### Exercise aim
Go through the listing and copy each line that has the string "under" in it.

[[ Given records open ]]

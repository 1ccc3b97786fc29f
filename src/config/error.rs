use std::path::PathBuf;
use thiserror::Error;

#[derive(Debug, Error)]
pub enum ConfigError {
    #[error("failed to read configuration file {path}: {source}")]
    Read {
        path: PathBuf,
        #[source]
        source: std::io::Error,
    },
    #[error("failed to parse configuration: {source}")]
    Parse {
        #[source]
        source: toml::de::Error,
    },
    #[error("server '{server}' uses the '{transport}' transport but does not set '{field}'")]
    MissingField {
        server: String,
        transport: String,
        field: &'static str,
    },
    #[error("server '{server}' uses the '{transport}' transport but also sets '{field}'")]
    ForeignField {
        server: String,
        transport: String,
        field: &'static str,
    },
    #[error("duplicate server name '{server}'")]
    DuplicateServer { server: String },
}
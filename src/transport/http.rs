//! Remote transport: JSON-RPC over HTTP POST, with optional
//! Server-Sent-Events response bodies (streamable HTTP servers).

use futures::StreamExt;
use serde_json::Value;
use std::sync::Mutex;
use std::sync::atomic::{AtomicU64, Ordering};
use tracing::debug;

use super::{Transport, TransportError};
use crate::config::ServerConfig;
use crate::protocol::{RpcRequest, RpcResponse};

const SESSION_HEADER: &str = "mcp-session-id";
const ACCEPT_BOTH: &str = "application/json, text/event-stream";

/// One logical HTTP connection to a tool server.
///
/// Streamable HTTP servers issue a session identifier in the response
/// headers of the `initialize` call; once observed it is echoed on every
/// subsequent request of this transport instance and discarded with it.
#[derive(Debug)]
pub struct HttpTransport {
    server: String,
    url: String,
    headers: Vec<(String, String)>,
    client: reqwest::Client,
    session: Mutex<Option<String>>,
    id_counter: AtomicU64,
}

impl HttpTransport {
    pub fn connect(config: &ServerConfig) -> Result<Self, TransportError> {
        let url = config.url.clone().ok_or(TransportError::Misconfigured {
            server: config.name.clone(),
            transport: "http",
            field: "url",
        })?;

        Ok(Self {
            server: config.name.clone(),
            url,
            headers: config
                .headers
                .iter()
                .map(|(k, v)| (k.clone(), v.clone()))
                .collect(),
            client: reqwest::Client::new(),
            session: Mutex::new(None),
            id_counter: AtomicU64::new(1),
        })
    }

    fn io_error(&self, message: impl Into<String>) -> TransportError {
        TransportError::Io {
            server: self.server.clone(),
            message: message.into(),
        }
    }

    async fn post(&self, envelope: &RpcRequest) -> Result<reqwest::Response, TransportError> {
        let mut request = self
            .client
            .post(&self.url)
            .header(reqwest::header::ACCEPT, ACCEPT_BOTH)
            .json(envelope);
        for (name, value) in &self.headers {
            request = request.header(name, value);
        }
        let session = self.session.lock().expect("session lock").clone();
        if let Some(session) = session {
            request = request.header(SESSION_HEADER, session);
        }

        let response = request
            .send()
            .await
            .map_err(|err| self.io_error(err.to_string()))?;

        // The session identifier may appear on any reply; the initialize
        // response is where conforming servers put it.
        if let Some(session) = response
            .headers()
            .get(SESSION_HEADER)
            .and_then(|value| value.to_str().ok())
        {
            let mut slot = self.session.lock().expect("session lock");
            if slot.as_deref() != Some(session) {
                debug!(server = %self.server, "captured session identifier");
                *slot = Some(session.to_string());
            }
        }

        let status = response.status();
        if !status.is_success() {
            return Err(TransportError::HttpStatus {
                server: self.server.clone(),
                status: status.as_u16(),
            });
        }
        Ok(response)
    }

    /// Scan an event-stream body for the envelope correlated to `id`.
    /// Only one response per request is needed, so this is a minimal
    /// `data:` line scanner rather than a general SSE consumer.
    async fn scan_event_stream(
        &self,
        response: reqwest::Response,
        id: u64,
    ) -> Result<RpcResponse, TransportError> {
        let mut body = response.bytes_stream();
        let mut buffer: Vec<u8> = Vec::new();
        let mut data_lines: Vec<String> = Vec::new();

        loop {
            let chunk = match body.next().await {
                Some(chunk) => chunk.map_err(|err| self.io_error(err.to_string()))?,
                None => break,
            };
            buffer.extend_from_slice(&chunk);

            while let Some(newline) = buffer.iter().position(|byte| *byte == b'\n') {
                let line: Vec<u8> = buffer.drain(..=newline).collect();
                let line = String::from_utf8_lossy(&line);
                let line = line.trim_end_matches(['\n', '\r']);

                if let Some(payload) = line.strip_prefix("data:") {
                    data_lines.push(payload.trim_start().to_string());
                } else if line.is_empty() && !data_lines.is_empty() {
                    let event = data_lines.join("\n");
                    data_lines.clear();
                    if let Some(response) = self.match_event(&event, id) {
                        return Ok(response);
                    }
                }
                // Comment and `event:`/`id:` lines carry nothing we need.
            }
        }

        // Stream ended mid-event; some servers omit the trailing blank line.
        if !data_lines.is_empty() {
            let event = data_lines.join("\n");
            if let Some(response) = self.match_event(&event, id) {
                return Ok(response);
            }
        }

        Err(self.io_error("event stream ended without a correlated response"))
    }

    fn match_event(&self, event: &str, id: u64) -> Option<RpcResponse> {
        match serde_json::from_str::<RpcResponse>(event) {
            Ok(response) if response.id_u64() == Some(id) => Some(response),
            Ok(_) => {
                debug!(server = %self.server, "skipping uncorrelated event");
                None
            }
            Err(err) => {
                debug!(server = %self.server, %err, "skipping unparseable event");
                None
            }
        }
    }
}

#[async_trait::async_trait]
impl Transport for HttpTransport {
    async fn request(&self, method: &str, params: Value) -> Result<RpcResponse, TransportError> {
        let id = self.id_counter.fetch_add(1, Ordering::SeqCst);
        let envelope = RpcRequest::request(id, method, params);
        let response = self.post(&envelope).await?;

        let content_type = response
            .headers()
            .get(reqwest::header::CONTENT_TYPE)
            .and_then(|value| value.to_str().ok())
            .unwrap_or_default()
            .to_ascii_lowercase();

        if content_type.starts_with("text/event-stream") {
            self.scan_event_stream(response, id).await
        } else {
            let body = response
                .text()
                .await
                .map_err(|err| self.io_error(err.to_string()))?;
            serde_json::from_str(&body)
                .map_err(|err| self.io_error(format!("invalid response body: {err}")))
        }
    }

    async fn notify(&self, method: &str, params: Value) -> Result<(), TransportError> {
        let envelope = RpcRequest::notification(method, params);
        // 202 Accepted with an empty body is the common reply.
        self.post(&envelope).await.map(|_| ())
    }

    async fn shutdown(&self) {
        // Nothing to tear down; the connection is per-request. The session
        // identifier dies with this instance.
    }
}

#[cfg(test)]
mod tests {
    use super::*;

    #[test]
    fn connect_requires_a_url() {
        let config = ServerConfig {
            name: "remote".into(),
            transport: crate::config::TransportKind::Http,
            command: None,
            args: Vec::new(),
            env: Default::default(),
            url: None,
            headers: Default::default(),
        };
        let err = HttpTransport::connect(&config).expect_err("missing url");
        assert!(matches!(
            err,
            TransportError::Misconfigured { field: "url", .. }
        ));
    }
}
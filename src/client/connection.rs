//! One logical connection to a tool server, and the three operations the
//! rest of the system consumes.

use serde_json::{Value, json};
use std::fmt;
use std::time::Duration;
use tokio::time::timeout;
use tracing::{debug, info, warn};

use super::{
    CALL_TIMEOUT_REMOTE_SECS, CALL_TIMEOUT_SECS, CONNECT_TIMEOUT_SECS, ClientError,
    ConnectionReport, DISCOVER_TIMEOUT_SECS, ToolCallOutcome,
};
use crate::catalog::ToolDescriptor;
use crate::config::{ServerConfig, TransportKind};
use crate::protocol::RpcRequest;
use crate::transport::{HttpTransport, StdioTransport, Transport};

/// Lifecycle of a logical connection. `Closed` is terminal and reachable
/// from every state.
#[derive(Debug, Clone, Copy, PartialEq, Eq)]
pub enum ConnectionState {
    Unconnected,
    Initializing,
    Ready,
    Closed,
}

impl fmt::Display for ConnectionState {
    fn fmt(&self, f: &mut fmt::Formatter<'_>) -> fmt::Result {
        let label = match self {
            ConnectionState::Unconnected => "unconnected",
            ConnectionState::Initializing => "initializing",
            ConnectionState::Ready => "ready",
            ConnectionState::Closed => "closed",
        };
        f.write_str(label)
    }
}

/// A protocol connection over one of the two transports. The transport is
/// selected once from the declared kind; there is no runtime probing.
pub struct McpConnection {
    server: String,
    transport: Box<dyn Transport>,
    state: ConnectionState,
}

impl McpConnection {
    pub fn open(config: &ServerConfig) -> Result<Self, ClientError> {
        let transport: Box<dyn Transport> = match config.transport {
            TransportKind::Stdio => Box::new(StdioTransport::spawn(config)?),
            TransportKind::Http | TransportKind::Sse => Box::new(HttpTransport::connect(config)?),
        };
        Ok(Self {
            server: config.name.clone(),
            transport,
            state: ConnectionState::Unconnected,
        })
    }

    pub fn state(&self) -> ConnectionState {
        self.state
    }

    /// Perform the `initialize` handshake. Any subsequent request on this
    /// connection is only sent after the handshake response has been
    /// observed; the sequential awaits here are what guarantee it.
    pub async fn initialize(&mut self) -> Result<Value, ClientError> {
        if self.state != ConnectionState::Unconnected {
            return Err(ClientError::NotReady {
                operation: "initialize",
                state: self.state,
            });
        }
        self.state = ConnectionState::Initializing;

        let response = match self
            .transport
            .request("initialize", RpcRequest::initialize_params())
            .await
        {
            Ok(response) => response,
            Err(err) => {
                self.close().await;
                return Err(err.into());
            }
        };

        let result = match response.into_result() {
            Ok(result) => result,
            Err(error) => {
                let mapped = ClientError::Rpc {
                    code: error.code,
                    message: error.message,
                };
                self.close().await;
                return Err(mapped);
            }
        };

        // Lenient servers may reject or ignore the notification; that is
        // not a handshake failure.
        if let Err(err) = self
            .transport
            .notify("notifications/initialized", json!({}))
            .await
        {
            debug!(server = %self.server, %err, "initialized notification not accepted");
        }

        self.state = ConnectionState::Ready;
        debug!(server = %self.server, "handshake complete");
        Ok(result)
    }

    /// `tools/list`, parsed into descriptors with namespaced full names.
    pub async fn list_tools(&mut self) -> Result<Vec<ToolDescriptor>, ClientError> {
        self.require_ready("tools/list")?;
        let response = match self.transport.request("tools/list", json!({})).await {
            Ok(response) => response,
            Err(err) => {
                self.close().await;
                return Err(err.into());
            }
        };
        let result = response.into_result().map_err(|error| ClientError::Rpc {
            code: error.code,
            message: error.message,
        })?;
        Ok(parse_tool_list(&self.server, &result))
    }

    /// `tools/call` with `{name, arguments}` params.
    pub async fn call_tool(&mut self, tool: &str, arguments: Value) -> Result<Value, ClientError> {
        self.require_ready("tools/call")?;
        let params = json!({
            "name": tool,
            "arguments": match arguments {
                Value::Null => Value::Object(Default::default()),
                other => other,
            },
        });
        let response = match self.transport.request("tools/call", params).await {
            Ok(response) => response,
            Err(err) => {
                self.close().await;
                return Err(err.into());
            }
        };
        response.into_result().map_err(|error| ClientError::Rpc {
            code: error.code,
            message: error.message,
        })
    }

    pub async fn close(&mut self) {
        if self.state != ConnectionState::Closed {
            self.state = ConnectionState::Closed;
            self.transport.shutdown().await;
        }
    }

    fn require_ready(&self, operation: &'static str) -> Result<(), ClientError> {
        if self.state != ConnectionState::Ready {
            return Err(ClientError::NotReady {
                operation,
                state: self.state,
            });
        }
        Ok(())
    }
}

fn parse_tool_list(server: &str, result: &Value) -> Vec<ToolDescriptor> {
    let Some(tools) = result.get("tools").and_then(Value::as_array) else {
        warn!(server, "tools/list result carried no tool array");
        return Vec::new();
    };

    tools
        .iter()
        .filter_map(|tool| {
            let name = tool.get("name").and_then(Value::as_str)?;
            let description = tool
                .get("description")
                .and_then(Value::as_str)
                .unwrap_or_default();
            let schema = tool.get("inputSchema").cloned();
            Some(ToolDescriptor::new(server, name, description, schema))
        })
        .collect()
}

/// Open a transport, send `initialize`, and declare success on any
/// well-formed response. This is deliberately loose: a JSON-RPC error
/// envelope, or a zero-status exit from a one-shot stdio server, both
/// count as evidence of a working server. The 5 s deadline always tears
/// the transport down on expiry.
pub async fn test_connection(config: &ServerConfig) -> ConnectionReport {
    let mut conn = match McpConnection::open(config) {
        Ok(conn) => conn,
        Err(err) => return ConnectionReport::failed(err.to_string()),
    };

    let deadline = Duration::from_secs(CONNECT_TIMEOUT_SECS);
    let report = match timeout(deadline, conn.initialize()).await {
        Ok(Ok(_)) => ConnectionReport::ok(),
        // A protocol-level error is still a response from a live server.
        Ok(Err(ClientError::Rpc { .. })) => ConnectionReport::ok(),
        Ok(Err(ClientError::Transport(err))) if err.is_clean_exit() => ConnectionReport::ok(),
        Ok(Err(err)) => ConnectionReport::failed(err.to_string()),
        Err(_) => ConnectionReport::failed(
            ClientError::Timeout {
                seconds: CONNECT_TIMEOUT_SECS,
            }
            .to_string(),
        ),
    };

    conn.close().await;
    info!(server = %config.name, success = report.success, "connectivity test finished");
    report
}

/// Initialize and list tools under one 10 s deadline. Discovery never
/// fails its caller: every error path collapses to an empty list, with the
/// cause preserved in the log.
pub async fn discover_tools(config: &ServerConfig) -> Vec<ToolDescriptor> {
    let mut conn = match McpConnection::open(config) {
        Ok(conn) => conn,
        Err(err) => {
            warn!(server = %config.name, %err, "discovery failed to open transport");
            return Vec::new();
        }
    };

    let deadline = Duration::from_secs(DISCOVER_TIMEOUT_SECS);
    let listed = timeout(deadline, async {
        conn.initialize().await?;
        conn.list_tools().await
    })
    .await;

    let tools = match listed {
        Ok(Ok(tools)) => tools,
        Ok(Err(err)) => {
            warn!(server = %config.name, %err, "discovery failed");
            Vec::new()
        }
        Err(_) => {
            warn!(server = %config.name, "discovery timed out");
            Vec::new()
        }
    };

    conn.close().await;
    info!(server = %config.name, tools = tools.len(), "discovery finished");
    tools
}

/// Initialize and invoke one tool under the transport-appropriate
/// deadline (30 s local, 60 s remote). The outcome is always structured;
/// protocol errors and transport failures arrive as `success = false`.
pub async fn call_tool(config: &ServerConfig, tool: &str, arguments: Value) -> ToolCallOutcome {
    let mut conn = match McpConnection::open(config) {
        Ok(conn) => conn,
        Err(err) => return ToolCallOutcome::failed(err.to_string()),
    };

    let seconds = if config.transport.is_remote() {
        CALL_TIMEOUT_REMOTE_SECS
    } else {
        CALL_TIMEOUT_SECS
    };
    let called = timeout(Duration::from_secs(seconds), async {
        conn.initialize().await?;
        conn.call_tool(tool, arguments).await
    })
    .await;

    let outcome = match called {
        Ok(Ok(result)) => ToolCallOutcome::ok(result),
        Ok(Err(err)) => ToolCallOutcome::failed(err.to_string()),
        Err(_) => ToolCallOutcome::failed(ClientError::Timeout { seconds }.to_string()),
    };

    conn.close().await;
    info!(
        server = %config.name,
        tool,
        success = outcome.success,
        "tool call finished"
    );
    outcome
}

[[ Given records closed ]]

### Answer below
/// Initialize and list tools under one 10 s deadline. Discovery never
/// Initialize and invoke one tool under the transport-appropriate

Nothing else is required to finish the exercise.